Remember when I started this blog back when I was pregnant with Ella? I imagined myself writing monthly updates and little tid bits about sleep and solids and postpartum workouts. Then Ella turned 4 months, and I went back to work, and she stopped sleeping well, and I became a zombie who could barely put one foot in front of the other.
I am so behind in writing and updating that I have no idea where to begin. So maybe at the beginning??
Lots has happened since my last update. For one thing, I left my corporate job as an investment accountant to be a full time stay at home mom and a part time yoga instructor. It was hands down the best decision of my life. I know being home with a child is not for everyone, and not everyone is blessed enough to even have that as a choice. However, I finally feel like I am finally doing what I was put on this Earth to do. Being a mom and bringing yoga to as many people as possible? Now that sounds like a good life to me.
I also decided to go on medication for postpartum depression. I was really struggling with what I thought was baby blues for a long time. Some days were awesome, other days were terrible, but most days were somewhere in the middle. Feeling sad, waking up every morning telling myself that today would be different. Today I would be happy. One foot in front of the other, all that jazz. But nothing got better.
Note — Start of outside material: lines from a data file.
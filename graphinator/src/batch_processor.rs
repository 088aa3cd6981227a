//! Per-data-type batching: messages accumulate in FIFO queues and flush to Neo4j either when a
//! queue reaches `batch_size` or when `flush_interval` elapses, whichever comes first (§4.5).

use crate::graph_store::{GraphError, Neo4jStore};
use crate::record::{ArtistRecord, LabelRecord, MasterRecord, ReleaseRecord};
use discogsography_common::DataType;
use lapin::message::Delivery;
use lapin::options::{BasicAckOptions, BasicNackOptions};
use parking_lot::Mutex;
use std::collections::HashMap;
use std::sync::Arc;
use std::time::Duration;
use tokio::time::interval;
use tracing::{error, info, warn};

#[derive(Debug, Clone, Copy)]
pub struct BatchConfig {
    pub batch_size: usize,
    pub flush_interval: Duration,
}

impl Default for BatchConfig {
    fn default() -> Self {
        Self { batch_size: 100, flush_interval: Duration::from_secs(5) }
    }
}

enum PendingRecord {
    Artist(ArtistRecord),
    Label(LabelRecord),
    Master(MasterRecord),
    Release(ReleaseRecord),
}

struct PendingEntry {
    record: PendingRecord,
    delivery: Delivery,
}

#[derive(Default)]
struct StatsInner {
    processed: HashMap<DataType, u64>,
    skipped: HashMap<DataType, u64>,
    errors: HashMap<DataType, u64>,
}

/// Flush counters, shared independently of the store itself so the health endpoints can read
/// them without holding anything Neo4j-shaped.
#[derive(Default)]
pub struct BatchStats(Mutex<StatsInner>);

impl BatchStats {
    pub fn snapshot(&self) -> HashMap<String, serde_json::Value> {
        let stats = self.0.lock();
        let mut out = HashMap::new();
        for data_type in DataType::all() {
            out.insert(
                data_type.to_string(),
                serde_json::json!({
                    "processed": stats.processed.get(&data_type).copied().unwrap_or(0),
                    "skipped": stats.skipped.get(&data_type).copied().unwrap_or(0),
                    "errors": stats.errors.get(&data_type).copied().unwrap_or(0),
                }),
            );
        }
        out
    }
}

/// Owns one FIFO queue of un-flushed deliveries per [`DataType`] and the Neo4j store they
/// eventually flush into. Shared behind an `Arc` between the per-type consumer tasks and the
/// periodic flush timer.
pub struct BatchProcessor {
    store: Option<Neo4jStore>,
    config: BatchConfig,
    queues: Mutex<HashMap<DataType, Vec<PendingEntry>>>,
    stats: Arc<BatchStats>,
}

impl BatchProcessor {
    pub fn new(store: Neo4jStore, config: BatchConfig) -> Arc<Self> {
        let mut queues = HashMap::new();
        for data_type in DataType::all() {
            queues.insert(data_type, Vec::new());
        }
        Arc::new(Self { store: Some(store), config, queues: Mutex::new(queues), stats: Arc::new(BatchStats::default()) })
    }

    /// Store-less fixture for health-endpoint tests, which only ever read `get_stats()` and
    /// never flush a real batch. Never used by the running binary.
    #[doc(hidden)]
    pub fn new_for_test() -> Arc<Self> {
        let mut queues = HashMap::new();
        for data_type in DataType::all() {
            queues.insert(data_type, Vec::new());
        }
        Arc::new(Self { store: None, config: BatchConfig::default(), queues: Mutex::new(queues), stats: Arc::new(BatchStats::default()) })
    }

    pub fn stats(&self) -> Arc<BatchStats> {
        self.stats.clone()
    }

    /// Buffers one message's delivery, flushing the owning queue immediately if it has reached
    /// `batch_size`.
    pub async fn add_message(self: &Arc<Self>, data_type: DataType, record: PendingRecord, delivery: Delivery) {
        let should_flush = {
            let mut queues = self.queues.lock();
            let queue = queues.entry(data_type).or_default();
            queue.push(PendingEntry { record, delivery });
            queue.len() >= self.config.batch_size
        };
        if should_flush {
            self.flush_queue(data_type).await;
        }
    }

    pub async fn flush_queue(self: &Arc<Self>, data_type: DataType) {
        let entries = {
            let mut queues = self.queues.lock();
            let queue = queues.entry(data_type).or_default();
            std::mem::take(queue)
        };
        if entries.is_empty() {
            return;
        }

        let count = entries.len();
        let result = self.write_batch(data_type, &entries).await;

        match result {
            Ok(written) => {
                for entry in &entries {
                    if let Err(e) = entry.delivery.ack(BasicAckOptions::default()).await {
                        warn!("⚠️ Failed to ack {} delivery: {}", data_type, e);
                    }
                }
                let mut stats = self.stats.0.lock();
                *stats.processed.entry(data_type).or_default() += written as u64;
                *stats.skipped.entry(data_type).or_default() += (count - written) as u64;
                info!("💾 Flushed {} {} records ({} written, {} already current)", count, data_type, written, count - written);
            }
            Err(GraphError::Transient(reason)) => {
                warn!("⚠️ Transient Neo4j failure on {} batch of {}, requeuing: {}", data_type, count, reason);
                for entry in entries {
                    if let Err(e) = entry.delivery.nack(BasicNackOptions { requeue: true, ..Default::default() }).await {
                        error!("❌ Failed to nack {} delivery for requeue: {}", data_type, e);
                    }
                }
                *self.stats.0.lock().errors.entry(data_type).or_default() += count as u64;
            }
            Err(GraphError::Other(reason)) => {
                error!("❌ Neo4j write failed for {} batch of {}: {}", data_type, count, reason);
                for entry in entries {
                    if let Err(e) = entry.delivery.nack(BasicNackOptions { requeue: false, ..Default::default() }).await {
                        error!("❌ Failed to nack {} delivery: {}", data_type, e);
                    }
                }
                *self.stats.0.lock().errors.entry(data_type).or_default() += count as u64;
            }
        }
    }

    async fn write_batch(&self, data_type: DataType, entries: &[PendingEntry]) -> Result<usize, GraphError> {
        let Some(store) = self.store.as_ref() else {
            return Err(GraphError::Other("no Neo4j store configured".to_string()));
        };
        match data_type {
            DataType::Artists => {
                let records: Vec<ArtistRecord> = entries
                    .iter()
                    .filter_map(|e| match &e.record {
                        PendingRecord::Artist(r) => Some(r.clone()),
                        _ => None,
                    })
                    .collect();
                store.upsert_artists(&records).await
            }
            DataType::Labels => {
                let records: Vec<LabelRecord> = entries
                    .iter()
                    .filter_map(|e| match &e.record {
                        PendingRecord::Label(r) => Some(r.clone()),
                        _ => None,
                    })
                    .collect();
                store.upsert_labels(&records).await
            }
            DataType::Masters => {
                let records: Vec<MasterRecord> = entries
                    .iter()
                    .filter_map(|e| match &e.record {
                        PendingRecord::Master(r) => Some(r.clone()),
                        _ => None,
                    })
                    .collect();
                store.upsert_masters(&records).await
            }
            DataType::Releases => {
                let records: Vec<ReleaseRecord> = entries
                    .iter()
                    .filter_map(|e| match &e.record {
                        PendingRecord::Release(r) => Some(r.clone()),
                        _ => None,
                    })
                    .collect();
                store.upsert_releases(&records).await
            }
        }
    }

    pub async fn flush_all(self: &Arc<Self>) {
        for data_type in DataType::all() {
            self.flush_queue(data_type).await;
        }
    }

    /// Runs until the process shuts down, flushing every queue every `flush_interval`.
    pub async fn periodic_flush(self: Arc<Self>) {
        let mut ticker = interval(self.config.flush_interval);
        loop {
            ticker.tick().await;
            self.flush_all().await;
        }
    }

    pub fn get_stats(&self) -> HashMap<String, serde_json::Value> {
        let stats = self.stats.0.lock();
        let mut out = HashMap::new();
        for data_type in DataType::all() {
            out.insert(
                data_type.to_string(),
                serde_json::json!({
                    "processed": stats.processed.get(&data_type).copied().unwrap_or(0),
                    "skipped": stats.skipped.get(&data_type).copied().unwrap_or(0),
                    "errors": stats.errors.get(&data_type).copied().unwrap_or(0),
                }),
            );
        }
        out
    }
}

pub use PendingRecord as Record;

#[cfg(test)]
mod tests {
    use super::*;

    #[test]
    fn default_batch_config_matches_documented_defaults() {
        let config = BatchConfig::default();
        assert_eq!(config.batch_size, 100);
        assert_eq!(config.flush_interval, Duration::from_secs(5));
    }
}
In the end of June I went on medication, and I am so happy I did. My only regret is that I waited so long to go to my doctor. I will be writing more about this since I know so many women suffer in silence.
I decided to wean Ella from breastfeeding at 8 months. We are down to one feeding a day, and I am having really mixed feelings about it. Part of me thinks I jumped the gun in weaning and the other part cannot wait to have my body back. I am excited to write more about this as well!
Expect lots of posts (and lots of pictures!) coming soon! All about being a mom, and of course, being me!